Whenever the word "RenderError" turns up in a line below, that line should be copied.

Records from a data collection
————

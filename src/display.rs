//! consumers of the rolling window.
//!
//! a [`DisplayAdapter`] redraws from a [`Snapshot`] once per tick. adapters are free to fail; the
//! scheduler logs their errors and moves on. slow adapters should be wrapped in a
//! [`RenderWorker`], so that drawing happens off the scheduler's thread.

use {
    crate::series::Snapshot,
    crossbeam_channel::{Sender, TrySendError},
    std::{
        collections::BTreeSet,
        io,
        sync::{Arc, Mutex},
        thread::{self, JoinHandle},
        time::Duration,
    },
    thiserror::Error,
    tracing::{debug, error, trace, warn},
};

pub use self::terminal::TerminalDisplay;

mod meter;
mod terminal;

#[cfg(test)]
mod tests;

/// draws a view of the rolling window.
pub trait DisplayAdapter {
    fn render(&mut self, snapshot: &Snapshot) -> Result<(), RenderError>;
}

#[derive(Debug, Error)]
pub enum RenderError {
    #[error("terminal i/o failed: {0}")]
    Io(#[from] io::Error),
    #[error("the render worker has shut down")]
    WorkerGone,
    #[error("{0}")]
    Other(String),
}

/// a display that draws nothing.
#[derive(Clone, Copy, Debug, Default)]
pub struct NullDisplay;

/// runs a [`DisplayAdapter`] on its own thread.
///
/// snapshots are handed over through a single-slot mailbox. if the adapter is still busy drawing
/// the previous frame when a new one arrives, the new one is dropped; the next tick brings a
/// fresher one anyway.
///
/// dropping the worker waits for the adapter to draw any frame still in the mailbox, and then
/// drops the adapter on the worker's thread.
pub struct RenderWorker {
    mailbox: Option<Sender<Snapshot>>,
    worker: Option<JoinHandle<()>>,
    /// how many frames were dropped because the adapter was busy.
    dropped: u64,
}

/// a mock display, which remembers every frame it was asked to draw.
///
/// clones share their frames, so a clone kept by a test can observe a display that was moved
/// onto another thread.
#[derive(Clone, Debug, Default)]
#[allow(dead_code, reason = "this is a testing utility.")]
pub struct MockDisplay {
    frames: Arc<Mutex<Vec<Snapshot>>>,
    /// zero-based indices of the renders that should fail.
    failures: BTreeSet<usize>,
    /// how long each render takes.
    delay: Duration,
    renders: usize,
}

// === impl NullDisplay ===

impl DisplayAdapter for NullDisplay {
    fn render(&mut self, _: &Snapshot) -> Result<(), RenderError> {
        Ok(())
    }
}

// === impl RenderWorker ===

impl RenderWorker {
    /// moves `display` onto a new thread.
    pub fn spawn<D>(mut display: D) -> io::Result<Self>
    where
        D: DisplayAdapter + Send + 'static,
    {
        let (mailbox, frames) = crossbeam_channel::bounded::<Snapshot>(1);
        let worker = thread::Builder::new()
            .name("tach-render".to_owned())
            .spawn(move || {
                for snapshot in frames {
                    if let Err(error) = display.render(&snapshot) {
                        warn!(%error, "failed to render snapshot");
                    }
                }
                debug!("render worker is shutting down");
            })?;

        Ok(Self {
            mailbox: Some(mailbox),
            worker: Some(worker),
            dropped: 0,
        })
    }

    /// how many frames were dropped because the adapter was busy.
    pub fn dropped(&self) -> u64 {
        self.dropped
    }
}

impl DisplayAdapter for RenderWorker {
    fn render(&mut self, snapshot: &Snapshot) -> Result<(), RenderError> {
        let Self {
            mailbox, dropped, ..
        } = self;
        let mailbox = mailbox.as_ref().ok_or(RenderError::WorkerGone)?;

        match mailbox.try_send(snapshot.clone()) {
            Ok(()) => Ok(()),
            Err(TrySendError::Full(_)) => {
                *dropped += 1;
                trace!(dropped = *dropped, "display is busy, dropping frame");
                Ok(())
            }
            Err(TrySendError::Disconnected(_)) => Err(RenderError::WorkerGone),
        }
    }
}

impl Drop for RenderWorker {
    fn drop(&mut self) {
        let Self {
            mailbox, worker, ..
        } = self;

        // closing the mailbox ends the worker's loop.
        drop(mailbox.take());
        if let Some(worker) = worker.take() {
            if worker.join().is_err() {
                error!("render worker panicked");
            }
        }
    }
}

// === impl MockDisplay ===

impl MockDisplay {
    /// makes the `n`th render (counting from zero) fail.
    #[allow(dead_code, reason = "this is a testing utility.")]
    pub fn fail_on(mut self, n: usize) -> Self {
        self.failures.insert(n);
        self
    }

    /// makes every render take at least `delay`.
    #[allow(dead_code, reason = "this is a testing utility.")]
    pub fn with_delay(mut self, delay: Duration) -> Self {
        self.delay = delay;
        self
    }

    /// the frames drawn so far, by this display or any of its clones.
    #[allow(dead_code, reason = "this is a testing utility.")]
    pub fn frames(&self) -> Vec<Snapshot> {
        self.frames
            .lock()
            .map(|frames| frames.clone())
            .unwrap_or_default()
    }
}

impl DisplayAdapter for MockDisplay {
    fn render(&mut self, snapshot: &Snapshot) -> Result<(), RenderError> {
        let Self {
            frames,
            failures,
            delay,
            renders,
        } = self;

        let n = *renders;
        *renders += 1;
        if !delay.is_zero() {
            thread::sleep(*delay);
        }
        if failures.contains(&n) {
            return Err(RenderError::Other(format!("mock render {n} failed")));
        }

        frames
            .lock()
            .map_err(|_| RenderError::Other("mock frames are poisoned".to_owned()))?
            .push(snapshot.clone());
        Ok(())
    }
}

————

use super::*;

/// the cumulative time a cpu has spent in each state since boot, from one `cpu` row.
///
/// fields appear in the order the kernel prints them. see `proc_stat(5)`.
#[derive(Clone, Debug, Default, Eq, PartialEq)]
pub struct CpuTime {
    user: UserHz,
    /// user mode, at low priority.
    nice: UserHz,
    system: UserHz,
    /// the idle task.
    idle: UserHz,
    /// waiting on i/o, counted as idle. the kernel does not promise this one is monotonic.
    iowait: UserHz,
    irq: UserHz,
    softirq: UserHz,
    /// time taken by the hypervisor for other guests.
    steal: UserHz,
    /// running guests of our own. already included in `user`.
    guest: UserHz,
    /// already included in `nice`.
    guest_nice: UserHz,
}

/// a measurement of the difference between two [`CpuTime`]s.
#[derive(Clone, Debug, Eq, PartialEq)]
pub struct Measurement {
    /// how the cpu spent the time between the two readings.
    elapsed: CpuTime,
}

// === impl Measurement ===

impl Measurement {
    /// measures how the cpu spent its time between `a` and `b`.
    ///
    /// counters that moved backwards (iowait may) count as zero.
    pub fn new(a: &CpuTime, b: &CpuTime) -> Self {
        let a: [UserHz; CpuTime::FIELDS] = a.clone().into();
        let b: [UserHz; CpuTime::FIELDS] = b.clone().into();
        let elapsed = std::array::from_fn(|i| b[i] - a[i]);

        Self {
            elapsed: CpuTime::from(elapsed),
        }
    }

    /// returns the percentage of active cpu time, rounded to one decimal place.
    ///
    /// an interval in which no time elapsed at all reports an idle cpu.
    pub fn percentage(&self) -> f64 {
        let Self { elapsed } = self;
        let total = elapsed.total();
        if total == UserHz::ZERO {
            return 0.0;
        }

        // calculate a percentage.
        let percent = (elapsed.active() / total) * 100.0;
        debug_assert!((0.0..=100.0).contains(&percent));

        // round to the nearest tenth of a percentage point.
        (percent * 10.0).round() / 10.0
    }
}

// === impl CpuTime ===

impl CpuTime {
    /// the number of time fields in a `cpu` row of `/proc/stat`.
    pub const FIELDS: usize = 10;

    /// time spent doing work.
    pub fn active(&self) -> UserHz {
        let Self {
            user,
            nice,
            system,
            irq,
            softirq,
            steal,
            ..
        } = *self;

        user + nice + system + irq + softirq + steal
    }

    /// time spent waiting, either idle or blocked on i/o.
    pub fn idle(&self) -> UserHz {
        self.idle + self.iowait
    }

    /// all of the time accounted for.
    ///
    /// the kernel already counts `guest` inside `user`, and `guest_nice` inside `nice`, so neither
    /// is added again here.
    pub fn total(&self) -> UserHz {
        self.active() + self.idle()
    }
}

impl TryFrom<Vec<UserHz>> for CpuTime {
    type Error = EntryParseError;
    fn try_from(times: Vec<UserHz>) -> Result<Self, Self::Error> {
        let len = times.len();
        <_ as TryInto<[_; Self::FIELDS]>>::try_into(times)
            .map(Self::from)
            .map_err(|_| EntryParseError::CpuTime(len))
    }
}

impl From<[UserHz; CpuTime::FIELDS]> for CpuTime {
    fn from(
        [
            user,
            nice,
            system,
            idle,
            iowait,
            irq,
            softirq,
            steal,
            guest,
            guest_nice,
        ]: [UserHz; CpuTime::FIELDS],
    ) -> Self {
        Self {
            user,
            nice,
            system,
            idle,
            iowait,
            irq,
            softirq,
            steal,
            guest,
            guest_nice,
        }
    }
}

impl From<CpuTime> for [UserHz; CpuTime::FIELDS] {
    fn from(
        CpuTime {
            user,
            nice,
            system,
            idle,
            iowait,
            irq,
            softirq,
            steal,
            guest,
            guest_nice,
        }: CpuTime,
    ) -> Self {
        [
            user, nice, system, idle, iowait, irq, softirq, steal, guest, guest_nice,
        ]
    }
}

————

→ Result below:
    fn render(&mut self, snapshot: &Snapshot) -> Result<(), RenderError>;
pub enum RenderError {
    fn render(&mut self, _: &Snapshot) -> Result<(), RenderError> {
    fn render(&mut self, snapshot: &Snapshot) -> Result<(), RenderError> {
        let mailbox = mailbox.as_ref().ok_or(RenderError::WorkerGone)?;
            Err(TrySendError::Disconnected(_)) => Err(RenderError::WorkerGone),
    fn render(&mut self, snapshot: &Snapshot) -> Result<(), RenderError> {
            return Err(RenderError::Other(format!("mock render {n} failed")));
            .map_err(|_| RenderError::Other("mock frames are poisoned".to_owned()))?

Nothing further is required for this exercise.